Life update - medically speaking.

It's about time I get back on here! Good heavens! So many things have happened - pretty much all of them are good!

Sorry in advance, but this is mostly all medical updates, with a few pics of my little flirt to keep you interested.

Genetics testing came back and there is an abnormal growth on Chromosome 1. What does that mean? Well Jason and I get tested to see if one of us is the carrier. If we are, then there isn't anything to be done. If we aren't, we will address that later. Confused? Yep - me too. Ha!

Someone knows how to work-it already!

Goofy - and he knows it.

August 1 - We had Gavin's appointment with neurology. Since it had been a year since his last seizure we needed to discuss the next steps. Good news - we were able to take him off his seizure meds completely! Now if he stays seizure free for a year then he won't be labeled with epilepsy. Prayers for that!

Entertainment while we wait for the Dr.

August 6 - Feeding therapy. Not many improvements as far as chewing mushy foods (bananas, peaches, noodles). For a child with a normal esophagus this wouldn't be an issue. However, for Gavin the food gets stuck very easily if he doesn't chew it up. More therapy for us - scheduled through December.
We also met with Gavin's neurosurgeon. The geneticist noticed some abnormalities in Gavin's skull and thought it should be looked at. Our neurosurgeon thought everything looks within the "normal" realm. His head is just more of a parallelogram than an oval - thank you to our German ancestry and our big ol' BIG heads! :)

August 13 - We were BEYOND blessed by our North Dakota church family. They hosted a benefit for Gavin, and one of their members to help with medical expenses. What a HUGE blessing! The weather was perfect, TONS of people came, and we had a blast meeting new people and catching up with old friends!

He truly loves his nebulizer treatments.
Some nights he cries when they are over.

August 18 - Gavin got another respiratory infection with an ear infection to boot. He champed through this one though! No hospital trip needed!!! Just antibiotics, extra nebulizer treatments, and lots of extra love!

Peedie - a gift from Gavin's auntie Tracy is always good for a smile, a cuddle, or for making him feel better!

August 25 - Pulmonary appointment went great. She is happy with how he has been handling the past few viruses. The plan is to continue with two nebulizer treatments each day, upping them when he gets sick. Should he decided to get pneumonia as frequently as he did last winter, she will order a compression vest for him to help shake the crud out. Prayers that we won't need that!

Spending some time on the U of M campus.
Who knows - maybe in 18 years I'll be walking him around down here again.

Keeping himself entertained while we wait.
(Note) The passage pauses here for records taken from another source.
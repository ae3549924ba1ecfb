//! Synchronous multi-subscriber notification bus.
//!
//! Listeners are invoked in subscription order on the emitting thread. A
//! listener that panics aborts the rest of the emission.

use std::cell::RefCell;
use std::rc::{Rc, Weak};

type Listener<E> = Rc<RefCell<dyn FnMut(&E)>>;

struct Slots<E> {
    next_id: u64,
    listeners: Vec<(u64, Listener<E>)>,
}

/// Observer list for one engine.
pub struct NotificationBus<E> {
    slots: Rc<RefCell<Slots<E>>>,
}

/// Handle returned by [`NotificationBus::subscribe`].
///
/// Dropping the handle does not unsubscribe; call [`Subscription::unsubscribe`].
#[must_use = "keep the subscription to be able to unsubscribe"]
pub struct Subscription<E> {
    id: u64,
    slots: Weak<RefCell<Slots<E>>>,
}

impl<E> Subscription<E> {
    /// Remove the listener. Returns false if it was already gone.
    pub fn unsubscribe(self) -> bool {
        let Some(slots) = self.slots.upgrade() else {
            return false;
        };
        let mut slots = slots.borrow_mut();
        let before = slots.listeners.len();
        slots.listeners.retain(|(id, _)| *id != self.id);
        slots.listeners.len() != before
    }
}

impl<E> std::fmt::Debug for Subscription<E> {
    fn fmt(&self, f: &mut std::fmt::Formatter<'_>) -> std::fmt::Result {
        f.debug_struct("Subscription").field("id", &self.id).finish()
    }
}

impl<E: 'static> Default for NotificationBus<E> {
    fn default() -> Self {
        Self::new()
    }
}

impl<E: 'static> NotificationBus<E> {
    pub fn new() -> Self {
        Self {
            slots: Rc::new(RefCell::new(Slots {
                next_id: 0,
                listeners: Vec::new(),
            })),
        }
    }

    /// Register a listener.
    pub fn subscribe<F>(&self, listener: F) -> Subscription<E>
    where
        F: FnMut(&E) + 'static,
    {
        let mut slots = self.slots.borrow_mut();
        let id = slots.next_id;
        slots.next_id += 1;
        let listener: Listener<E> = Rc::new(RefCell::new(listener));
        slots.listeners.push((id, listener));

        Subscription {
            id,
            slots: Rc::downgrade(&self.slots),
        }
    }

    /// Deliver `event` to every current listener in subscription order.
    ///
    /// Listeners subscribed during emission are first called on the next emit.
    /// Listeners unsubscribed during emission are not called again.
    pub fn emit(&self, event: &E) {
        let listeners: Vec<(u64, Listener<E>)> = self
            .slots
            .borrow()
            .listeners
            .iter()
            .map(|(id, listener)| (*id, Rc::clone(listener)))
            .collect();

        for (id, listener) in listeners {
            if !self.contains(id) {
                continue;
            }
            let mut listener = listener.borrow_mut();
            (*listener)(event);
        }
    }

    fn contains(&self, id: u64) -> bool {
        self.slots
            .borrow()
            .listeners
            .iter()
            .any(|(current, _)| *current == id)
    }

    /// Number of registered listeners.
    pub fn len(&self) -> usize {
        self.slots.borrow().listeners.len()
    }

    /// True if nobody is listening.
    pub fn is_empty(&self) -> bool {
        self.len() == 0
    }

    /// Drop every listener.
    pub fn clear(&self) {
        self.slots.borrow_mut().listeners.clear();
    }
}

#[cfg(test)]
mod tests {
    use super::*;

    #[test]
    fn test_emit_in_subscription_order() {
        let bus = NotificationBus::<u32>::new();
        let log = Rc::new(RefCell::new(Vec::new()));

        let a = Rc::clone(&log);
        let _sa = bus.subscribe(move |e| a.borrow_mut().push(("a", *e)));
        let b = Rc::clone(&log);
        let _sb = bus.subscribe(move |e| b.borrow_mut().push(("b", *e)));

        bus.emit(&1);
        bus.emit(&2);

        assert_eq!(
            *log.borrow(),
            vec![("a", 1), ("b", 1), ("a", 2), ("b", 2)]
        );
    }

    #[test]
    fn test_unsubscribe() {
        let bus = NotificationBus::<u32>::new();
        let count = Rc::new(RefCell::new(0));

        let c = Rc::clone(&count);
        let sub = bus.subscribe(move |_| *c.borrow_mut() += 1);

        bus.emit(&0);
        assert!(sub.unsubscribe());
        bus.emit(&0);

        assert_eq!(*count.borrow(), 1);
        assert!(bus.is_empty());
    }

    #[test]
    fn test_unsubscribe_after_bus_dropped() {
        let bus = NotificationBus::<u32>::new();
        let sub = bus.subscribe(|_| {});
        drop(bus);
        assert!(!sub.unsubscribe());
    }

    #[test]
    fn test_subscribe_during_emit() {
        let bus = Rc::new(NotificationBus::<u32>::new());
        let seen = Rc::new(RefCell::new(Vec::new()));

        let inner_bus = Rc::clone(&bus);
        let inner_seen = Rc::clone(&seen);
        let _outer = bus.subscribe(move |e| {
            if *e == 0 {
                let s = Rc::clone(&inner_seen);
                let _late = inner_bus.subscribe(move |e| s.borrow_mut().push(*e));
            }
        });

        bus.emit(&0);
        assert!(seen.borrow().is_empty());
        bus.emit(&1);
        assert_eq!(*seen.borrow(), vec![1]);
    }

    #[test]
    fn test_unsubscribe_during_emit_skips_removed() {
        let bus = NotificationBus::<u32>::new();
        let calls = Rc::new(RefCell::new(Vec::new()));
        let pending: Rc<RefCell<Option<Subscription<u32>>>> = Rc::default();

        let a_calls = Rc::clone(&calls);
        let a_pending = Rc::clone(&pending);
        let _a = bus.subscribe(move |_| {
            a_calls.borrow_mut().push("a");
            if let Some(sub) = a_pending.borrow_mut().take() {
                assert!(sub.unsubscribe());
            }
        });
        let b_calls = Rc::clone(&calls);
        let b = bus.subscribe(move |_| b_calls.borrow_mut().push("b"));
        *pending.borrow_mut() = Some(b);

        bus.emit(&0);
        assert_eq!(*calls.borrow(), vec!["a"]);
        assert_eq!(bus.len(), 1);

        bus.emit(&1);
        assert_eq!(*calls.borrow(), vec!["a", "a"]);
    }

    #[test]
    fn test_clear() {
        let bus = NotificationBus::<u32>::new();
        let _a = bus.subscribe(|_| {});
        let _b = bus.subscribe(|_| {});
        assert_eq!(bus.len(), 2);
        bus.clear();
        assert!(bus.is_empty());
    }
}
August 27 - Cardiology appointment to rule out heart defect. Gavin had an Echocardiogram done when he was in the NICU, and at that time he had a few openings that would close as he got older. Since then, many Doctors have noticed a murmur and each time they ask if we have had an Echocardiogram done. Our primary care Doctor recommended that we have one done to rule out any structural issues with his heart. Well, I am happy to say that Gavin has a completely normal heart!!! So relieved. The ultrasound tech was blown away by how good Gavin did during the procedure. He just laid their, smiling at the guy. During the ultrasound the man said nothing to us - which is normal. After he smiled and said "Well he is a dream patient - wish all my patients were like that".

Old Navy baby Jeans ad?

See mama - these are my meds

Prayers for two upcoming appointments.

September 2 - Gavin has a day-long appointment with the cranial-facial clinic. They are doing an eval of his skull structure. The roof of his mouth is so high, that he may have a cleft palate. We will know more after that appointment - but that would explain why the poor kid always throws up out of his nose!

Poor guy got his first fat lip when his face met the coffee table.
Felt HORRIBLE for him!

September 18 - Our first meeting with the orthopedic surgeon. Gavin has a 1/2 vertebrae in his lower back. It is causing scoliosis and possible problems with his left leg. We have been anticipating surgery since we learned that Gavin had this "anomaly". In fact I still remember being groggy after my c-section when the resident came in to explain the abnormality. I remember what he looked like and his stick figure drawing on the white board. Glad those days are behind us!

This kid loves his bubbles! And his bath. But mostly the bubbles!

Thank you to all of our prayer warriors! God is faithful in all things! While we are SO beyond ready to say "seeya" to the medical world - we are extremely grateful that we have an amazing hospital to work with. We owe so much to the University of Minnesota - Amplatz Children's Hospital!